* _HOW TO COMPLETE THIS TASK_
Retype the entries below without any change.
▬▬▬▬▬▬▬▬▬▬
//! Network infrastructure for the client application.
//!
//! Adapts tokio streams to the engine's transport traits and opens the TCP
//! connection to the manager interface.
//!
//! Architecture:
//! - `TcpConnector` resolves and connects `host:port` under a timeout, then
//!   splits the stream into owned halves.
//! - `StreamReader` / `StreamWriter` wrap any `AsyncRead` / `AsyncWrite`, so
//!   the same adapters serve TCP halves in production and in-memory pipes in
//!   tests.

use std::io;
use std::time::Duration;

use async_trait::async_trait;
use tokio::io::{AsyncRead, AsyncReadExt, AsyncWrite, AsyncWriteExt};
use tokio::net::TcpStream;
use tokio::time;
use tracing::{debug, info};

use crate::application::engine::ClientError;
use crate::application::transport::{
    Connection, Connector, TransportError, TransportRead, TransportWrite,
};
use crate::infrastructure::config::ConnectionConfig;

/// The only transport scheme implemented.
pub const TCP_SCHEME: &str = "tcp";

/// Opens plain TCP connections to `host:port`.
#[derive(Debug, Clone)]
pub struct TcpConnector {
    scheme: String,
    address: String,
    connect_timeout: Duration,
}

impl TcpConnector {
    pub fn new(config: &ConnectionConfig) -> Self {
        Self {
            scheme: config.scheme.clone(),
            address: config.address(),
            connect_timeout: config.connect_timeout(),
        }
    }

    pub fn address(&self) -> &str {
        &self.address
    }
}

#[async_trait]
impl Connector for TcpConnector {
    async fn connect(&self) -> Result<Connection, ClientError> {
        if !self.scheme.eq_ignore_ascii_case(TCP_SCHEME) {
            return Err(ClientError::UnsupportedScheme(self.scheme.clone()));
        }

        debug!(address = %self.address, "connecting");
        let connecting = TcpStream::connect(&self.address);
        let stream = match time::timeout(self.connect_timeout, connecting).await {
            Ok(Ok(stream)) => stream,
            Ok(Err(source)) => {
                return Err(ClientError::ConnectFailed {
                    addr: self.address.clone(),
                    source,
                })
            }
            Err(_) => {
                return Err(ClientError::ConnectTimeout {
                    addr: self.address.clone(),
                    timeout: self.connect_timeout,
                })
            }
        };
        if let Err(e) = stream.set_nodelay(true) {
            debug!("could not set TCP_NODELAY: {e}");
        }
        info!(address = %self.address, "connected to manager interface");

        let (read_half, write_half) = stream.into_split();
        Ok(Connection {
            reader: Box::new(StreamReader::new(read_half)),
            writer: Box::new(StreamWriter::new(write_half)),
        })
    }
}

// ── tokio stream adapters ─────────────────────────────────────────────────────

/// [`TransportRead`] over any tokio reader.
#[derive(Debug)]
pub struct StreamReader<R> {
    inner: R,
    closed: bool,
}

impl<R> StreamReader<R> {
    pub fn new(inner: R) -> Self {
        Self {
            inner,
            closed: false,
        }
    }
}

#[async_trait]
impl<R> TransportRead for StreamReader<R>
where
    R: AsyncRead + Unpin + Send,
{
    async fn read_chunk(&mut self, max: usize) -> Result<Vec<u8>, TransportError> {
        if self.closed {
            return Err(TransportError::Closed);
        }
        let mut buf = vec![0u8; max.max(1)];
        match self.inner.read(&mut buf).await {
            Ok(0) => {
                self.closed = true;
                Err(TransportError::EndOfStream)
            }
            Ok(n) => {
                buf.truncate(n);
                Ok(buf)
            }
            Err(e) => {
                self.closed = true;
                Err(TransportError::Read(e))
            }
        }
    }

    fn is_closed(&self) -> bool {
        self.closed
    }
}

/// [`TransportWrite`] over any tokio writer.
#[derive(Debug)]
pub struct StreamWriter<W> {
    inner: W,
    closed: bool,
}

impl<W> StreamWriter<W> {
    pub fn new(inner: W) -> Self {
        Self {
            inner,
            closed: false,
        }
    }
}

#[async_trait]
impl<W> TransportWrite for StreamWriter<W>
where
    W: AsyncWrite + Unpin + Send,
{
    async fn write_some(&mut self, buf: &[u8]) -> Result<usize, TransportError> {
        if self.closed {
            return Err(TransportError::Closed);
        }
        match self.inner.write(buf).await {
            Ok(0) if !buf.is_empty() => {
                self.closed = true;
                Err(TransportError::Write(io::ErrorKind::WriteZero.into()))
            }
            Ok(n) => Ok(n),
            Err(e) => {
                self.closed = true;
                Err(TransportError::Write(e))
            }
        }
    }

    async fn shutdown(&mut self) -> Result<(), TransportError> {
        if self.closed {
            return Ok(());
        }
        self.closed = true;
        self.inner.shutdown().await.map_err(TransportError::Write)
    }

    fn is_closed(&self) -> bool {
        self.closed
    }
}

// ── Tests ─────────────────────────────────────────────────────────────────────
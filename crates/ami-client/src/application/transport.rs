//! Byte-stream transport consumed by the client engine.
//!
//! The engine only needs three primitives: read up to N bytes, write some
//! bytes, and shut down.  They are expressed as two traits so the read half
//! and the write half of a connection can be owned and locked independently.
//! A blocked write on a slow peer must never stall the reader.
//!
//! Infrastructure implementations adapt tokio streams; tests use in-memory
//! pipes.  A [`Connector`] produces both halves for a new connection.

use std::io;

use async_trait::async_trait;
use thiserror::Error;
use tracing::trace;

use crate::application::engine::ClientError;

/// Errors raised by a transport.
#[derive(Debug, Error)]
pub enum TransportError {
    /// The underlying read failed.
    #[error("read failed: {0}")]
    Read(#[source] io::Error),

    /// The underlying write failed, or made no progress.
    #[error("write failed: {0}")]
    Write(#[source] io::Error),

    /// The peer closed the connection.
    #[error("connection closed by peer")]
    EndOfStream,

    /// The transport was already closed on this side.
    #[error("transport is closed")]
    Closed,
}

/// Read half of a connection.
#[async_trait]
pub trait TransportRead: Send {
    /// Reads at most `max` bytes.  Never returns an empty chunk: end of
    /// stream is reported as [`TransportError::EndOfStream`].
    async fn read_chunk(&mut self, max: usize) -> Result<Vec<u8>, TransportError>;

    fn is_closed(&self) -> bool;
}

/// Write half of a connection.
#[async_trait]
pub trait TransportWrite: Send {
    /// Writes a prefix of `buf` and returns its length.
    async fn write_some(&mut self, buf: &[u8]) -> Result<usize, TransportError>;

    /// Flushes and shuts down the write direction.  Idempotent.
    async fn shutdown(&mut self) -> Result<(), TransportError>;

    fn is_closed(&self) -> bool;
}

/// Both halves of a freshly established connection.
pub struct Connection {
    pub reader: Box<dyn TransportRead>,
    pub writer: Box<dyn TransportWrite>,
}

/// Establishes connections for [`AmiClient::open`].
///
/// [`AmiClient::open`]: crate::application::engine::AmiClient::open
#[async_trait]
pub trait Connector: Send + Sync {
    async fn connect(&self) -> Result<Connection, ClientError>;
}

/// Writes all of `bytes`, retrying partial writes until done or failed.
///
/// # Errors
///
/// Returns the first error reported by the transport, or a
/// [`io::ErrorKind::WriteZero`] write error if the transport accepts nothing.
pub async fn write_fully(
    writer: &mut (dyn TransportWrite + '_),
    bytes: &[u8],
) -> Result<(), TransportError> {
    let mut written = 0;
    while written < bytes.len() {
        let n = writer.write_some(&bytes[written..]).await?;
        if n == 0 {
            return Err(TransportError::Write(io::ErrorKind::WriteZero.into()));
        }
        written += n;
        trace!(written, total = bytes.len(), "partial write");
    }
    Ok(())
}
▬▬▬▬▬▬▬▬▬▬
* _EXERCISE RESPONSE_
//! Network infrastructure for the client application.
//!
//! Adapts tokio streams to the engine's transport traits and opens the TCP
//! connection to the manager interface.
//!
//! Architecture:
//! - `TcpConnector` resolves and connects `host:port` under a timeout, then
//!   splits the stream into owned halves.
//! - `StreamReader` / `StreamWriter` wrap any `AsyncRead` / `AsyncWrite`, so
//!   the same adapters serve TCP halves in production and in-memory pipes in
//!   tests.

use std::io;
use std::time::Duration;

use async_trait::async_trait;
use tokio::io::{AsyncRead, AsyncReadExt, AsyncWrite, AsyncWriteExt};
use tokio::net::TcpStream;
use tokio::time;
use tracing::{debug, info};

use crate::application::engine::ClientError;
use crate::application::transport::{
    Connection, Connector, TransportError, TransportRead, TransportWrite,
};
use crate::infrastructure::config::ConnectionConfig;

/// The only transport scheme implemented.
pub const TCP_SCHEME: &str = "tcp";

/// Opens plain TCP connections to `host:port`.
#[derive(Debug, Clone)]
pub struct TcpConnector {
    scheme: String,
    address: String,
    connect_timeout: Duration,
}

impl TcpConnector {
    pub fn new(config: &ConnectionConfig) -> Self {
        Self {
            scheme: config.scheme.clone(),
            address: config.address(),
            connect_timeout: config.connect_timeout(),
        }
    }

    pub fn address(&self) -> &str {
        &self.address
    }
}

#[async_trait]
impl Connector for TcpConnector {
    async fn connect(&self) -> Result<Connection, ClientError> {
        if !self.scheme.eq_ignore_ascii_case(TCP_SCHEME) {
            return Err(ClientError::UnsupportedScheme(self.scheme.clone()));
        }

        debug!(address = %self.address, "connecting");
        let connecting = TcpStream::connect(&self.address);
        let stream = match time::timeout(self.connect_timeout, connecting).await {
            Ok(Ok(stream)) => stream,
            Ok(Err(source)) => {
                return Err(ClientError::ConnectFailed {
                    addr: self.address.clone(),
                    source,
                })
            }
            Err(_) => {
                return Err(ClientError::ConnectTimeout {
                    addr: self.address.clone(),
                    timeout: self.connect_timeout,
                })
            }
        };
        if let Err(e) = stream.set_nodelay(true) {
            debug!("could not set TCP_NODELAY: {e}");
        }
        info!(address = %self.address, "connected to manager interface");

        let (read_half, write_half) = stream.into_split();
        Ok(Connection {
            reader: Box::new(StreamReader::new(read_half)),
            writer: Box::new(StreamWriter::new(write_half)),
        })
    }
}

// ── tokio stream adapters ─────────────────────────────────────────────────────

/// [`TransportRead`] over any tokio reader.
#[derive(Debug)]
pub struct StreamReader<R> {
    inner: R,
    closed: bool,
}

impl<R> StreamReader<R> {
    pub fn new(inner: R) -> Self {
        Self {
            inner,
            closed: false,
        }
    }
}

#[async_trait]
impl<R> TransportRead for StreamReader<R>
where
    R: AsyncRead + Unpin + Send,
{
    async fn read_chunk(&mut self, max: usize) -> Result<Vec<u8>, TransportError> {
        if self.closed {
            return Err(TransportError::Closed);
        }
        let mut buf = vec![0u8; max.max(1)];
        match self.inner.read(&mut buf).await {
            Ok(0) => {
                self.closed = true;
                Err(TransportError::EndOfStream)
            }
            Ok(n) => {
                buf.truncate(n);
                Ok(buf)
            }
            Err(e) => {
                self.closed = true;
                Err(TransportError::Read(e))
            }
        }
    }

    fn is_closed(&self) -> bool {
        self.closed
    }
}

/// [`TransportWrite`] over any tokio writer.
#[derive(Debug)]
pub struct StreamWriter<W> {
    inner: W,
    closed: bool,
}

impl<W> StreamWriter<W> {
    pub fn new(inner: W) -> Self {
        Self {
            inner,
            closed: false,
        }
    }
}

#[async_trait]
impl<W> TransportWrite for StreamWriter<W>
where
    W: AsyncWrite + Unpin + Send,
{
    async fn write_some(&mut self, buf: &[u8]) -> Result<usize, TransportError> {
        if self.closed {
            return Err(TransportError::Closed);
        }
        match self.inner.write(buf).await {
            Ok(0) if !buf.is_empty() => {
                self.closed = true;
                Err(TransportError::Write(io::ErrorKind::WriteZero.into()))
            }
            Ok(n) => Ok(n),
            Err(e) => {
                self.closed = true;
                Err(TransportError::Write(e))
            }
        }
    }

    async fn shutdown(&mut self) -> Result<(), TransportError> {
        if self.closed {
            return Ok(());
        }
        self.closed = true;
        self.inner.shutdown().await.map_err(TransportError::Write)
    }

    fn is_closed(&self) -> bool {
        self.closed
    }
}

// ── Tests ─────────────────────────────────────────────────────────────────────
filename crates/ami-client/src/application/transport.rs
//! Byte-stream transport consumed by the client engine.
//!
//! The engine only needs three primitives: read up to N bytes, write some
//! bytes, and shut down.  They are expressed as two traits so the read half
//! and the write half of a connection can be owned and locked independently.
//! A blocked write on a slow peer must never stall the reader.
//!
//! Infrastructure implementations adapt tokio streams; tests use in-memory
//! pipes.  A [`Connector`] produces both halves for a new connection.

use std::io;

use async_trait::async_trait;
use thiserror::Error;
use tracing::trace;

use crate::application::engine::ClientError;

/// Errors raised by a transport.
#[derive(Debug, Error)]
pub enum TransportError {
    /// The underlying read failed.
    #[error("read failed: {0}")]
    Read(#[source] io::Error),

    /// The underlying write failed, or made no progress.
    #[error("write failed: {0}")]
    Write(#[source] io::Error),

    /// The peer closed the connection.
    #[error("connection closed by peer")]
    EndOfStream,

    /// The transport was already closed on this side.
    #[error("transport is closed")]
    Closed,
}

/// Read half of a connection.
#[async_trait]
pub trait TransportRead: Send {
    /// Reads at most `max` bytes.  Never returns an empty chunk: end of
    /// stream is reported as [`TransportError::EndOfStream`].
    async fn read_chunk(&mut self, max: usize) -> Result<Vec<u8>, TransportError>;

    fn is_closed(&self) -> bool;
}

/// Write half of a connection.
#[async_trait]
pub trait TransportWrite: Send {
    /// Writes a prefix of `buf` and returns its length.
    async fn write_some(&mut self, buf: &[u8]) -> Result<usize, TransportError>;

    /// Flushes and shuts down the write direction.  Idempotent.
    async fn shutdown(&mut self) -> Result<(), TransportError>;

    fn is_closed(&self) -> bool;
}

/// Both halves of a freshly established connection.
pub struct Connection {
    pub reader: Box<dyn TransportRead>,
    pub writer: Box<dyn TransportWrite>,
}

/// Establishes connections for [`AmiClient::open`].
///
/// [`AmiClient::open`]: crate::application::engine::AmiClient::open
#[async_trait]
pub trait Connector: Send + Sync {
    async fn connect(&self) -> Result<Connection, ClientError>;
}

/// Writes all of `bytes`, retrying partial writes until done or failed.
///
/// # Errors
///
/// Returns the first error reported by the transport, or a
/// [`io::ErrorKind::WriteZero`] write error if the transport accepts nothing.
pub async fn write_fully(
    writer: &mut (dyn TransportWrite + '_),
    bytes: &[u8],
) -> Result<(), TransportError> {
    let mut written = 0;
    while written < bytes.len() {
        let n = writer.write_some(&bytes[written..]).await?;
        if n == 0 {
            return Err(TransportError::Write(io::ErrorKind::WriteZero.into()));
        }
        written += n;
        trace!(written, total = bytes.len(), "partial write");
    }
    Ok(())
}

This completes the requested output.